The test context manages and provides access to state that might need to be exchanged between parts of the DSL. You can see it as a whiteboard on which the DSL can note down information for later use. It also provides translation for certain identifiers that need to be unique, so that tests can achieve isolation. For example, the username alice might be translated to alice1234, with the number being unique to each test. The test context provides a test-specific ID which stays consistent between test invocations to help in debugging, and should be used by authors.

Differences to the LMAX implementation

A major difference to the LMAX implementation is the fact that we leverage Kotlin features instead of providing a separate implementation:

  • Required arguments become function arguments.

  • Optional parameters become function arguments with default values.

  • Allowed value restrictions become enums.

  • Key-value pairs like user: alice become named parameter calls, like login(user = "alice").

This has obvious limitations. A major one is that argument groups are not possible with this approach. At the time of writing, this does not seem like a limitation.
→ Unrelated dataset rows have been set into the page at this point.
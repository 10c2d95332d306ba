//! Analysis result models exchanged between the analysis services, the
//! cache, and the HTTP layer.

use chrono::{DateTime, NaiveDate, Utc};
use serde::{Deserialize, Serialize};

use crate::operation::OperationRecord;

/// Dataset-level filter criteria accepted by every analysis kind.
///
/// Every field is optional; blank values mean "no constraint".
#[derive(Debug, Clone, Default, PartialEq, Eq, Serialize, Deserialize)]
pub struct DatasetFilter {
    /// Case-insensitive substring matched against the user column.
    #[serde(default)]
    pub user: Option<String>,
    /// Comma-separated list of exact operation tags to keep.
    #[serde(default)]
    pub actions: Option<String>,
    /// Case-insensitive substring matched against the source file name.
    #[serde(default)]
    pub files: Option<String>,
    /// Substring the client IP must contain.
    #[serde(default)]
    pub ips: Option<String>,
    /// Substring that rejects a row when its client IP contains it.
    #[serde(default)]
    pub exclude_ips: Option<String>,
    /// Inclusive range start.
    #[serde(default)]
    pub start_date: Option<NaiveDate>,
    /// Inclusive range end.
    #[serde(default)]
    pub end_date: Option<NaiveDate>,
}

impl DatasetFilter {
    /// Returns whether no criterion is active.
    #[must_use]
    pub fn is_empty(&self) -> bool {
        fn blank(value: Option<&str>) -> bool {
            value.is_none_or(|text| text.trim().is_empty())
        }

        blank(self.user.as_deref())
            && blank(self.actions.as_deref())
            && blank(self.files.as_deref())
            && blank(self.ips.as_deref())
            && blank(self.exclude_ips.as_deref())
            && self.start_date.is_none()
            && self.end_date.is_none()
    }

    /// Splits the action list into trimmed, non-empty tags.
    #[must_use]
    pub fn action_list(&self) -> Vec<&str> {
        self.actions
            .as_deref()
            .map(|actions| {
                actions
                    .split(',')
                    .map(str::trim)
                    .filter(|tag| !tag.is_empty())
                    .collect()
            })
            .unwrap_or_default()
    }
}

/// One key/count pair of a breakdown, ordered by descending count.
#[derive(Debug, Clone, PartialEq, Eq, Serialize, Deserialize)]
pub struct CountEntry {
    /// Breakdown key (operation tag, file name, user, ...).
    pub key: String,
    /// Occurrence count.
    pub count: usize,
}

/// Overall dataset summary.
#[derive(Debug, Clone, PartialEq, Eq, Serialize, Deserialize)]
pub struct DatasetSummary {
    /// Detected log flavor.
    pub log_type: String,
    /// Total record count.
    pub total_records: usize,
    /// Column names of the export.
    pub columns: Vec<String>,
    /// First and last creation dates as found in the export.
    pub date_range: DateRange,
}

/// First/last timestamps of a dataset, raw text as exported.
#[derive(Debug, Clone, Default, PartialEq, Eq, Serialize, Deserialize)]
pub struct DateRange {
    /// First row's creation date.
    pub start: String,
    /// Last row's creation date.
    pub end: String,
}

/// Headline numbers of the file-operations analysis.
#[derive(Debug, Clone, PartialEq, Eq, Serialize, Deserialize)]
pub struct FileOperationsSummary {
    /// Rows after filtering.
    pub total_operations: usize,
    /// Distinct file names.
    pub unique_files: usize,
    /// Distinct users.
    pub unique_users: usize,
}

/// Per-file activity details.
#[derive(Debug, Clone, PartialEq, Eq, Serialize, Deserialize)]
pub struct FileActivity {
    /// File name.
    pub file: String,
    /// Operation count on the file.
    pub count: usize,
    /// Up to five users touching the file.
    pub users: Vec<String>,
    /// Operation breakdown on the file.
    pub operations: Vec<CountEntry>,
}

/// Per-user file activity details.
#[derive(Debug, Clone, PartialEq, Eq, Serialize, Deserialize)]
pub struct UserFileActivity {
    /// Display name of the user.
    pub user: String,
    /// Operation count.
    pub count: usize,
    /// Operation breakdown.
    pub operations: Vec<CountEntry>,
    /// Distinct files touched.
    pub unique_files: usize,
}

/// File-operations analysis payload.
#[derive(Debug, Clone, PartialEq, Eq, Serialize, Deserialize)]
pub struct FileOperationsAnalysis {
    /// Headline numbers.
    pub summary: FileOperationsSummary,
    /// Most-touched files.
    pub top_files: Vec<CountEntry>,
    /// Operation breakdown.
    pub operations: Vec<CountEntry>,
    /// Per-file details.
    pub files_by_user: Vec<FileActivity>,
    /// Per-user details.
    pub top_users_detail: Vec<UserFileActivity>,
}

/// Per-user statistics of the user-activity analysis.
#[derive(Debug, Clone, PartialEq, Eq, Serialize, Deserialize)]
pub struct UserStats {
    /// Display name of the user.
    pub user: String,
    /// Operation count.
    pub operations: usize,
    /// Distinct files touched.
    pub unique_files: usize,
    /// Earliest action timestamp (raw text).
    pub first_action: String,
    /// Latest action timestamp (raw text).
    pub last_action: String,
    /// Operation breakdown.
    pub operations_breakdown: Vec<CountEntry>,
}

/// User-activity analysis payload.
#[derive(Debug, Clone, PartialEq, Eq, Serialize, Deserialize)]
pub struct UserActivityAnalysis {
    /// Most active users (display-name mapped).
    pub top_users: Vec<CountEntry>,
    /// Per-user statistics.
    pub user_stats: Vec<UserStats>,
}

/// Per-mailbox activity of the exchange analysis.
#[derive(Debug, Clone, PartialEq, Eq, Serialize, Deserialize)]
pub struct MailboxActivity {
    /// Display name of the mailbox owner.
    pub user: String,
    /// Total operations by the mailbox.
    pub total: usize,
    /// Operation breakdown.
    pub operations: Vec<CountEntry>,
}

/// One extracted item shown in the per-operation accordion.
#[derive(Debug, Clone, PartialEq, Eq, Serialize, Deserialize)]
pub struct ItemExtract {
    /// Event time.
    pub timestamp: Option<DateTime<Utc>>,
    /// Item subject or synthesized label.
    pub subject: String,
    /// Folder path or synthesized label.
    pub folder: String,
    /// Item size in bytes.
    pub size: u64,
}

/// Item extracts grouped by operation tag.
#[derive(Debug, Clone, PartialEq, Eq, Serialize, Deserialize)]
pub struct OperationDetailGroup {
    /// Operation tag.
    pub operation: String,
    /// Extracted items, capped at one hundred per operation.
    pub entries: Vec<ItemExtract>,
}

/// Exchange analysis payload; `detailed_operations` feeds the timeline core.
#[derive(Debug, Clone, PartialEq, Serialize, Deserialize)]
pub struct ExchangeAnalysis {
    /// Rows after filtering.
    pub total_operations: usize,
    /// Distinct mailboxes touched.
    pub unique_mailboxes: usize,
    /// Operation breakdown.
    pub operations_by_type: Vec<CountEntry>,
    /// Per-mailbox activity (display-name mapped).
    pub operations_by_user: Vec<MailboxActivity>,
    /// Item extracts per operation tag.
    pub operation_details: Vec<OperationDetailGroup>,
    /// Timeline records, ordered timestamp-descending.
    pub detailed_operations: Vec<OperationRecord>,
}

#[cfg(test)]
mod tests {
    use super::DatasetFilter;

    #[test]
    fn blank_filter_is_empty() {
        let filter = DatasetFilter {
            user: Some("  ".to_owned()),
            ..DatasetFilter::default()
        };
        assert!(filter.is_empty());
    }

    #[test]
    fn action_list_trims_and_drops_blanks() {
        let filter = DatasetFilter {
            actions: Some("HardDelete, SoftDelete,,  Move".to_owned()),
            ..DatasetFilter::default()
        };
        assert_eq!(
            filter.action_list(),
            vec!["HardDelete", "SoftDelete", "Move"]
        );
    }

    #[test]
    fn date_bound_makes_filter_active() {
        let filter = DatasetFilter {
            start_date: chrono::NaiveDate::from_ymd_opt(2024, 1, 1),
            ..DatasetFilter::default()
        };
        assert!(!filter.is_empty());
    }
}
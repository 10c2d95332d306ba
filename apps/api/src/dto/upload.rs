use mailtrail_application::UploadReceipt;
use serde::Serialize;
use ts_rs::TS;

/// Upload receipt returned to the dashboard.
#[derive(Debug, Serialize, TS)]
#[ts(
    export,
    export_to = "../../../../packages/api-types/src/generated/upload-response.ts"
)]
pub struct UploadResponse {
    pub session_id: String,
    pub log_type: String,
    pub filename: String,
    pub rows: usize,
    pub columns: usize,
}

impl From<UploadReceipt> for UploadResponse {
    fn from(receipt: UploadReceipt) -> Self {
        Self {
            session_id: receipt.session_id.to_string(),
            log_type: receipt.log_type,
            filename: receipt.filename,
            rows: receipt.rows,
            columns: receipt.columns,
        }
    }
}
If the requirements change, it should be relatively simple to migrate to the same or a similar DSL implementation, even with the IDE doing most of the work.

The driver layer

A driver drives the operations of a test. The drivers package contains all driver implementations. The central driver is the system driver (class SystemDriver). The system driver instantiates and manages all other drivers required to perform the operations required by the DSL. It does so lazily, so that expensive operations are avoided until they are necessary for the operation performed.

A word on strings

The testing DSL is string-heavy. Alan Perlis warned about strings in his epigrams (#34). This has taught programmers to avoid strings for everything but text, and lean on types wherever possible. However, in the DSL, we basically just describe a test setup, as we would in a document; we intentionally do not want to write "test code". Information is passed down at most one layer. Mistakes can be caught early and easily. Using strings provides a lot more flexibility in the design and use of the DSL, with minimal risks of hiding information. So within the DSL, the use is fine, and should not be complicated by introducing new types.

References

Testing@LMAX

An article series/collection on how testing works at LMAX, and which decisions went into the design of their testing DSL.

Simple-DSL

The DSL implementation of LMAX. It also contains more detailed explanations in the wiki.

The LMAX Architecture

Writeup by Martin Fowler on the architecture, with links to additional technical details. Does not go deeply into testing, though.